[Stored data entries]

§

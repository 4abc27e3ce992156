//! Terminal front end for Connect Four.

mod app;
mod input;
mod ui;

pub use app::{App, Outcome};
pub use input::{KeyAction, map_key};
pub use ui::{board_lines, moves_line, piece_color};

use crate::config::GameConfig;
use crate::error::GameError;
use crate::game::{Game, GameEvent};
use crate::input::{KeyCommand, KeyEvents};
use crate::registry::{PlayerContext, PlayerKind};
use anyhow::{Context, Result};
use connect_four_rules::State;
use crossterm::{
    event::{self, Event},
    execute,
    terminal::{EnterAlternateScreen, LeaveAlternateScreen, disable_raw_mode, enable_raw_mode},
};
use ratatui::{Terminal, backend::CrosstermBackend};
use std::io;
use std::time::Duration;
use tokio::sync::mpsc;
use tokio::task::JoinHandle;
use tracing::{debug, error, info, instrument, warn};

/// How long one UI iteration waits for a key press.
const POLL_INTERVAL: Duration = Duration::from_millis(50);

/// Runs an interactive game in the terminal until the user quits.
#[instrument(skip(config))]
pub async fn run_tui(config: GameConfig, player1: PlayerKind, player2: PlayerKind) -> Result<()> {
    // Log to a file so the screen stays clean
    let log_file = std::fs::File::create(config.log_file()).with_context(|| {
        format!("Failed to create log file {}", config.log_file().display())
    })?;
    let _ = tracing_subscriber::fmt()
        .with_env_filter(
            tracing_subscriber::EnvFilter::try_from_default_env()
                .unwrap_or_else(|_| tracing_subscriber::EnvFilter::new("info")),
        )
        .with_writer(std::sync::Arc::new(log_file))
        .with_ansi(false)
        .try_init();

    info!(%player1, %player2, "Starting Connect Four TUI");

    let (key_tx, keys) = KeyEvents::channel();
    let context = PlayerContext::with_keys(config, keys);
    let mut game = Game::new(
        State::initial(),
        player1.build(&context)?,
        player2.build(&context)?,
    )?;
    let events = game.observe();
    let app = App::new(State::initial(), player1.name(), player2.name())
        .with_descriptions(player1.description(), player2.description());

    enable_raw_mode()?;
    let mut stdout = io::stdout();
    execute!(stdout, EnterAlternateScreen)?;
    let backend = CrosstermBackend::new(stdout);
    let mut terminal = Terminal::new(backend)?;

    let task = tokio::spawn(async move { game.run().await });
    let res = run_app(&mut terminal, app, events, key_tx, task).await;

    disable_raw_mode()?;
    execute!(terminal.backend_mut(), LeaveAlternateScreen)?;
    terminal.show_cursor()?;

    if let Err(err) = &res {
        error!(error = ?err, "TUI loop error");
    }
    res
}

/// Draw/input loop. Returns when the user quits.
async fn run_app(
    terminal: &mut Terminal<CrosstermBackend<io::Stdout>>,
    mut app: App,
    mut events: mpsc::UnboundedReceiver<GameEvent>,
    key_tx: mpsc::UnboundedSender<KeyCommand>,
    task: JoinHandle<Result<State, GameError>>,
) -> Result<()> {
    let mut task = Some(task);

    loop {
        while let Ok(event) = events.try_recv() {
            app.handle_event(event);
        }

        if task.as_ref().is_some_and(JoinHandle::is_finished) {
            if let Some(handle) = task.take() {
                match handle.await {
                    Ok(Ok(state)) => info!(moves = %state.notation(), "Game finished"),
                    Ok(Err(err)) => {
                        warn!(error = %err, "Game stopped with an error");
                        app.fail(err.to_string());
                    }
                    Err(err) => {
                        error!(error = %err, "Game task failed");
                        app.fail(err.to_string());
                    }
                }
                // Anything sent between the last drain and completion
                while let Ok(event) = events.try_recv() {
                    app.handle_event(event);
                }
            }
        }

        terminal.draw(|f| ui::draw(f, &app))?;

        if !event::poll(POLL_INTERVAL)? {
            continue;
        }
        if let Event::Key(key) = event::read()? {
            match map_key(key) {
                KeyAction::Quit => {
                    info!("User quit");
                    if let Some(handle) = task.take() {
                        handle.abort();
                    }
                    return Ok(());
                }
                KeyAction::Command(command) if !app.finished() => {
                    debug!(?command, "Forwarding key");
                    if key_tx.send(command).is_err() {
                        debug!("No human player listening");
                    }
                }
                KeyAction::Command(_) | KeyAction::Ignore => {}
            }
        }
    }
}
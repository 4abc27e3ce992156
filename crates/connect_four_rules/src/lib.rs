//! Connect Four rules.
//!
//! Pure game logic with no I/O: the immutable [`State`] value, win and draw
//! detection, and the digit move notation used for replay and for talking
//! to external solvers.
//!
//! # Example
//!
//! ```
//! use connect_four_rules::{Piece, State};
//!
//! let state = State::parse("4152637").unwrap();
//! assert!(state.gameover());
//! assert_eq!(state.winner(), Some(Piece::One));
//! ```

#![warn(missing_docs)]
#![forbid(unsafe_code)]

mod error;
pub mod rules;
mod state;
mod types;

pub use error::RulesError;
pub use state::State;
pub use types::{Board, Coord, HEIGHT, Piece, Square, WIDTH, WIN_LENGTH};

§

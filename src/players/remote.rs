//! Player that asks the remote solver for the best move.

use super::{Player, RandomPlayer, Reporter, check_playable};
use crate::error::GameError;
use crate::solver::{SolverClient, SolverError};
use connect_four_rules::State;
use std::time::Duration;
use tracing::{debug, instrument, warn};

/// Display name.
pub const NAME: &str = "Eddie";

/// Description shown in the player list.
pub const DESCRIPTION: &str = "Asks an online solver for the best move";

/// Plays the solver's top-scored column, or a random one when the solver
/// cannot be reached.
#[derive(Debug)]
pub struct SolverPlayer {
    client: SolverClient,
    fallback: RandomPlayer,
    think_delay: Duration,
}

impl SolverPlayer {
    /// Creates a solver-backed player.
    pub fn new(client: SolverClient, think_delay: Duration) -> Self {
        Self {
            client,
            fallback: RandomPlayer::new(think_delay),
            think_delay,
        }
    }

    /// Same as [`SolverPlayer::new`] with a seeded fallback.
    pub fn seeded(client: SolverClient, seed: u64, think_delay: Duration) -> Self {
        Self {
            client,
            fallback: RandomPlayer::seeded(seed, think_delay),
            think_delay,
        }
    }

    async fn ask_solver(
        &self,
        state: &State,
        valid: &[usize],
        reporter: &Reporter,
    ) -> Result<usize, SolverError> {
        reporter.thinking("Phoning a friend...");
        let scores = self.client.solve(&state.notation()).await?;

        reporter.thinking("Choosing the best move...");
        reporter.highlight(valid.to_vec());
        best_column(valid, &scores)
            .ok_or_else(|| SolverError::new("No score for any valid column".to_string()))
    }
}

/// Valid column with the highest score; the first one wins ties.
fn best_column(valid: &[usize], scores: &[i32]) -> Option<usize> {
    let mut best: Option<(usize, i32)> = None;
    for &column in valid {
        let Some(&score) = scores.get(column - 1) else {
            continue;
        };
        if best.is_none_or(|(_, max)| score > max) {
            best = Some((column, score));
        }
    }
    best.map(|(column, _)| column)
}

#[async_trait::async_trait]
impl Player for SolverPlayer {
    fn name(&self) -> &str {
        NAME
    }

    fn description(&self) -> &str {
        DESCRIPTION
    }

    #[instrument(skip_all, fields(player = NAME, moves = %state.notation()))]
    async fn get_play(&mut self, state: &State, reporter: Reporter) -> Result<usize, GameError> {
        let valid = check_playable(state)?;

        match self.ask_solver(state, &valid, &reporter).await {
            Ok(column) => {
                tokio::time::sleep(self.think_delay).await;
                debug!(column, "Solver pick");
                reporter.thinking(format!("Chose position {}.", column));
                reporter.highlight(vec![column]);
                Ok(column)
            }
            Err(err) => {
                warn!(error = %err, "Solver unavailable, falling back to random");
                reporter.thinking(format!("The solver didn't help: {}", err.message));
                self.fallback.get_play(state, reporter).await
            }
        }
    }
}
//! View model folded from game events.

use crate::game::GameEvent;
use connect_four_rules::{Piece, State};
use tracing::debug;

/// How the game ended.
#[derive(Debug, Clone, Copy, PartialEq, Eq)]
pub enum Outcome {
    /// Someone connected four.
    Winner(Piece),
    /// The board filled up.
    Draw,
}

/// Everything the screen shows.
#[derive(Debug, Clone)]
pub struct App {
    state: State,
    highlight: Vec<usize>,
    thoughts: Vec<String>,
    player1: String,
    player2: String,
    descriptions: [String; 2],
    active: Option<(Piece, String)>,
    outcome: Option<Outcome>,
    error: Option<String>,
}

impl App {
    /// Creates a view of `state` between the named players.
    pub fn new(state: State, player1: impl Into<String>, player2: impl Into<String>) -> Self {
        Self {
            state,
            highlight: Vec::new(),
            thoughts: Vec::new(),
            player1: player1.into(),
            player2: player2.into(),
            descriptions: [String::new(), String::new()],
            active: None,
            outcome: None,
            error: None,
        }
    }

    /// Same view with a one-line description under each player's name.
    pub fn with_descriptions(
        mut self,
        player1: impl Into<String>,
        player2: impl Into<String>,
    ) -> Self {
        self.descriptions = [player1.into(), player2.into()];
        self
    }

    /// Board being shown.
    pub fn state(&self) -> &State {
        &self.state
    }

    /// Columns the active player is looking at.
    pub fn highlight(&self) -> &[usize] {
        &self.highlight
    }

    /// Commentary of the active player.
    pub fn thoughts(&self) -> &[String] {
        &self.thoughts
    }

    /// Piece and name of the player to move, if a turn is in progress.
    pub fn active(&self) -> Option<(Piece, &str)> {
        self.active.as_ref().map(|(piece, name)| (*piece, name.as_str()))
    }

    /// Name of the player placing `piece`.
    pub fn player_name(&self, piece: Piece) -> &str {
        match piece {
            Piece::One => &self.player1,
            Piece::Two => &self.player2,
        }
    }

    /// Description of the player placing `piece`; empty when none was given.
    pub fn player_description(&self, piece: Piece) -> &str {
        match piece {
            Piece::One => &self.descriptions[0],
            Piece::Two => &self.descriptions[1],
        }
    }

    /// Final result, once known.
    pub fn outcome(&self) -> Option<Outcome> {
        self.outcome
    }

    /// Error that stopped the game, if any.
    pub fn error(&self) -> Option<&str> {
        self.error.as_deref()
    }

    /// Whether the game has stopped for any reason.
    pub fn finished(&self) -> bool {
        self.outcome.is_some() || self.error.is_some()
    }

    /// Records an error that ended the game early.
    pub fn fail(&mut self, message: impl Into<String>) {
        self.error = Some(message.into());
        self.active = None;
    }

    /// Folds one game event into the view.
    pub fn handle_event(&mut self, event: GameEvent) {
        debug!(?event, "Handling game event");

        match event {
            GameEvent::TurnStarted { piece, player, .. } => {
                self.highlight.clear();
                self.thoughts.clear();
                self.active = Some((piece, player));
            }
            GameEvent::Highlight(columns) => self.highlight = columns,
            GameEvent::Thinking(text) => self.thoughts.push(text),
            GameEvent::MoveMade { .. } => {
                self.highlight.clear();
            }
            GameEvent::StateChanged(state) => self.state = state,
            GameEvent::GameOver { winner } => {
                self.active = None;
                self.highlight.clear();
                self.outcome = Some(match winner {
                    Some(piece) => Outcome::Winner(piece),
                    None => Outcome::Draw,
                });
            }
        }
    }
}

§

▶ _Problem to solve_
Please filter the entries above down to the lines holding "CrosstermBackend" and copy them.

▶ _Response area_
use ratatui::{Terminal, backend::CrosstermBackend};
    let backend = CrosstermBackend::new(stdout);
    terminal: &mut Terminal<CrosstermBackend<io::Stdout>>,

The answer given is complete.